===== EXTRACTED RECORDS

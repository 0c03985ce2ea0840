//! Raw device telemetry to user-facing health indicators.
//!
//! Devices report their battery voltage and WiFi RSSI unclamped. Clamping
//! to display ranges happens here and nowhere else.

use crate::{BATTERY_MAX_VOLTS, BATTERY_MIN_VOLTS};

/// Convert battery voltage (in volts) to a percentage.
///
/// Linear between 3.0V (0%) and 4.2V (100%), rounded half away from zero.
/// Values outside the range clamp to 0 or 100.
///
/// # Example
///
/// ```
/// use trmnl_engine::battery_percent;
///
/// assert_eq!(battery_percent(4.2), 100);
/// assert_eq!(battery_percent(3.6), 50);
/// assert_eq!(battery_percent(2.5), 0);
/// ```
pub fn battery_percent(voltage: f64) -> u8 {
    if voltage <= BATTERY_MIN_VOLTS {
        0
    } else if voltage >= BATTERY_MAX_VOLTS {
        100
    } else {
        let percent =
            (voltage - BATTERY_MIN_VOLTS) / (BATTERY_MAX_VOLTS - BATTERY_MIN_VOLTS) * 100.0;
        // NaN falls through both comparisons and saturates to 0 here
        percent.round() as u8
    }
}

/// Convert WiFi RSSI (dBm) to a bar count in `0..=3`.
///
/// A non-negative RSSI means the radio has no connection and reports 0 bars.
/// Boundary values belong to the weaker bucket.
///
/// # Example
///
/// ```
/// use trmnl_engine::wifi_bars;
///
/// assert_eq!(wifi_bars(0), 0);
/// assert_eq!(wifi_bars(-80), 1);
/// assert_eq!(wifi_bars(-60), 2);
/// assert_eq!(wifi_bars(-59), 3);
/// ```
pub fn wifi_bars(rssi: i32) -> u8 {
    if rssi >= 0 {
        0
    } else if rssi <= -80 {
        1
    } else if rssi <= -60 {
        2
    } else {
        3
    }
}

==========

List each line in the listing that contains the string "Convert".

/// Convert battery voltage (in volts) to a percentage.
/// Convert WiFi RSSI (dBm) to a bar count in `0..=3`.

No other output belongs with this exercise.